Sharing papers and heartfelt feedback in Coye’s Doctoral Research and Theory Workshop — experiencing revelation in Paul’s Classics and his and Geoff’s Concepts of Information. We learned how to provide loving incisive critique and how to share our close-held curiosity and hopes.
And in writing papers together — Anne, Zoe, a “side project” with Emma in the last year — we learned to see the trail, information, and life anew.
While it can be exceedingly solitary, and lonely, including hallucinations in the darkness — and a pandemic — we can share part of the burden.
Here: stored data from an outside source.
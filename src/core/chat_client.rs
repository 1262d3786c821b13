use std::error::Error as StdError;
use std::fmt;
use std::sync::Arc;
use std::time::Duration;

use async_trait::async_trait;
use tokio::sync::mpsc;
use tokio_util::sync::CancellationToken;
use tracing::debug;

use crate::api::{ChatReply, ChatRequest};
use crate::core::conversation::OutboundRequest;

/// Why a chat request produced no usable reply.
#[derive(Debug)]
pub enum ChatError {
    /// The request never completed (connection refused, DNS, timeout, ...).
    Transport(reqwest::Error),

    /// The endpoint answered with a non-success status.
    Status { status: u16, body: String },

    /// The body was not a `{ "response": ... }` document.
    Decode(serde_json::Error),
}

impl fmt::Display for ChatError {
    fn fmt(&self, f: &mut fmt::Formatter<'_>) -> fmt::Result {
        match self {
            ChatError::Transport(source) => write!(f, "request failed: {source}"),
            ChatError::Status { status, body } => {
                let body = body.trim();
                if body.is_empty() {
                    write!(f, "endpoint returned status {status}")
                } else {
                    write!(f, "endpoint returned status {status}: {body}")
                }
            }
            ChatError::Decode(source) => write!(f, "invalid reply body: {source}"),
        }
    }
}

impl StdError for ChatError {
    fn source(&self) -> Option<&(dyn StdError + 'static)> {
        match self {
            ChatError::Transport(source) => Some(source),
            ChatError::Status { .. } => None,
            ChatError::Decode(source) => Some(source),
        }
    }
}

impl From<reqwest::Error> for ChatError {
    fn from(value: reqwest::Error) -> Self {
        ChatError::Transport(value)
    }
}

#[async_trait]
pub trait ChatTransport: Send + Sync {
    async fn send(&self, request: &ChatRequest) -> Result<ChatReply, ChatError>;
}

/// Posts chat requests to a fixed HTTP endpoint.
#[derive(Clone)]
pub struct HttpTransport {
    client: reqwest::Client,
    endpoint: String,
}

impl HttpTransport {
    pub fn new(endpoint: impl Into<String>, timeout: Option<Duration>) -> Result<Self, ChatError> {
        let mut builder = reqwest::Client::builder();
        if let Some(timeout) = timeout {
            builder = builder.timeout(timeout);
        }
        Ok(Self {
            client: builder.build()?,
            endpoint: endpoint.into(),
        })
    }
}

#[async_trait]
impl ChatTransport for HttpTransport {
    async fn send(&self, request: &ChatRequest) -> Result<ChatReply, ChatError> {
        debug!(
            endpoint = %self.endpoint,
            history = request.history.len(),
            "posting chat request"
        );

        let response = self
            .client
            .post(&self.endpoint)
            .header("Content-Type", "application/json")
            .json(request)
            .send()
            .await?;

        let status = response.status();
        let body = response.text().await?;
        if !status.is_success() {
            return Err(ChatError::Status {
                status: status.as_u16(),
                body,
            });
        }

        serde_json::from_str::<ChatReply>(&body).map_err(ChatError::Decode)
    }
}

/// A finished request, tagged with the id it was issued under.
pub type ReplyEnvelope = (u64, Result<ChatReply, ChatError>);

#[derive(Clone)]
pub struct ChatService {
    transport: Arc<dyn ChatTransport>,
    tx: mpsc::UnboundedSender<ReplyEnvelope>,
}

impl ChatService {
    pub fn new(
        transport: Arc<dyn ChatTransport>,
    ) -> (Self, mpsc::UnboundedReceiver<ReplyEnvelope>) {
        let (tx, rx) = mpsc::unbounded_channel();
        (Self { transport, tx }, rx)
    }

    /// Run one request on a background task. Nothing is delivered when the
    /// token is cancelled first.
    pub fn spawn_request(&self, request: OutboundRequest, cancel_token: CancellationToken) {
        let transport = Arc::clone(&self.transport);
        let tx = self.tx.clone();
        tokio::spawn(async move {
            let OutboundRequest { id, body } = request;
            tokio::select! {
                biased;
                _ = cancel_token.cancelled() => {
                    debug!(request_id = id, "chat request cancelled");
                }
                result = transport.send(&body) => {
                    let _ = tx.send((id, result));
                }
            }
        });
    }
}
To help us we have “pacers” join for some of the run — modeling tenacity, providing perspective, being there. Advisors — formal and informal (Deirdre, Steve, Jennan, Marion, Paul, Alex — or — John, Coye, Steven, Giovanni, Antonella) — to practice thinking with. Meetings and emails that give respite from doubt. Advice that helps you focus on putting one foot in front of another and being able to briefly feel that you aren’t lost — a package in the mail from Deirdre helpfully marking up every page of your dissertation in blue pen.
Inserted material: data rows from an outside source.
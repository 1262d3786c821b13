use crate::core::message::Message;
use crate::utils::transcript::{format_entry, write_block};
use std::fs::OpenOptions;
use std::io::{BufWriter, Write};
use std::path::Path;

/// Appends each message to a transcript file as the session goes.
#[derive(Debug, Default)]
pub struct LoggingState {
    file_path: Option<String>,
    is_active: bool,
}

impl LoggingState {
    pub fn new(log_file: Option<String>) -> Result<Self, Box<dyn std::error::Error>> {
        let mut logging = LoggingState::default();
        if let Some(path) = log_file {
            logging.set_log_file(path)?;
        }
        Ok(logging)
    }

    pub fn set_log_file(&mut self, path: String) -> Result<String, Box<dyn std::error::Error>> {
        // Test if we can create/write to the file
        OpenOptions::new().create(true).append(true).open(&path)?;

        self.file_path = Some(path.clone());
        self.is_active = true;

        Ok(format!("Logging enabled to: {path}"))
    }

    pub fn toggle_logging(
        &mut self,
        pause_message: &str,
    ) -> Result<String, Box<dyn std::error::Error>> {
        match self.file_path.clone() {
            Some(path) => {
                if self.is_active {
                    self.log_marker(pause_message)?;
                    self.is_active = false;
                    Ok(format!("Logging paused (file: {path})"))
                } else {
                    self.is_active = true;
                    Ok(format!("Logging resumed to: {path}"))
                }
            }
            None => {
                Err("No log file specified. Use /log <filename> to enable logging first.".into())
            }
        }
    }

    pub fn log_message(&self, msg: &Message) -> Result<(), Box<dyn std::error::Error>> {
        match format_entry(msg) {
            Some(entry) => self.append(&entry),
            None => Ok(()),
        }
    }

    /// A `## `-prefixed line recording a logging event.
    pub fn log_marker(&self, text: &str) -> Result<(), Box<dyn std::error::Error>> {
        self.append(&format!("## {text}"))
    }

    fn append(&self, content: &str) -> Result<(), Box<dyn std::error::Error>> {
        let Some(file_path) = self.file_path.as_ref().filter(|_| self.is_active) else {
            return Ok(());
        };

        let file = OpenOptions::new()
            .create(true)
            .append(true)
            .open(file_path)?;
        let mut writer = BufWriter::new(file);
        write_block(&mut writer, content)?;
        writer.flush()?;
        Ok(())
    }

    pub fn is_active(&self) -> bool {
        self.is_active
    }

    pub fn get_status_string(&self) -> String {
        let file_name = |path: &str| {
            Path::new(path)
                .file_name()
                .unwrap_or_default()
                .to_string_lossy()
                .into_owned()
        };
        match (&self.file_path, self.is_active) {
            (None, _) => "disabled".to_string(),
            (Some(path), true) => format!("active ({})", file_name(path)),
            (Some(path), false) => format!("paused ({})", file_name(path)),
        }
    }
}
If you’re fortunate, you’ll have a “crew”. Family and friends who drive you to the race, meet you at aid stations — ensuring you have spare socks and can still dream of finishing, ready to laugh and celebrate with you once it’s over.
The folks who let you talk at them about what you are learning, who put up with your pausing mid-conversation to jot down a note, who nurture your excitement.
Their words (especially the reminder to “have fun”) and their love stay with you.
Now to my fellow Ph.D. students — this doesn’t mean you’ll take over six years, and it’s OK if you do. I took breaks. Semesters off after my father was diagnosed with brain cancer and when our eldest was born. Emily taught me to take weekends off, mostly. You can slow down and walk, change diapers and do the dishes, stop and take breaks when you are hurting or tired, maybe even take a nap — at an aid station, on the side of the trail, or under your desk.
Here, at the finish line, we recognize the folks who helped along the way. From those who so many years ago encouraged us to dream, to those we know will always help us find something — a citation, what we meant to write, or another trail to head down. While parts of this might have felt lonely, we didn’t do this alone. No one finishes something like this on their own.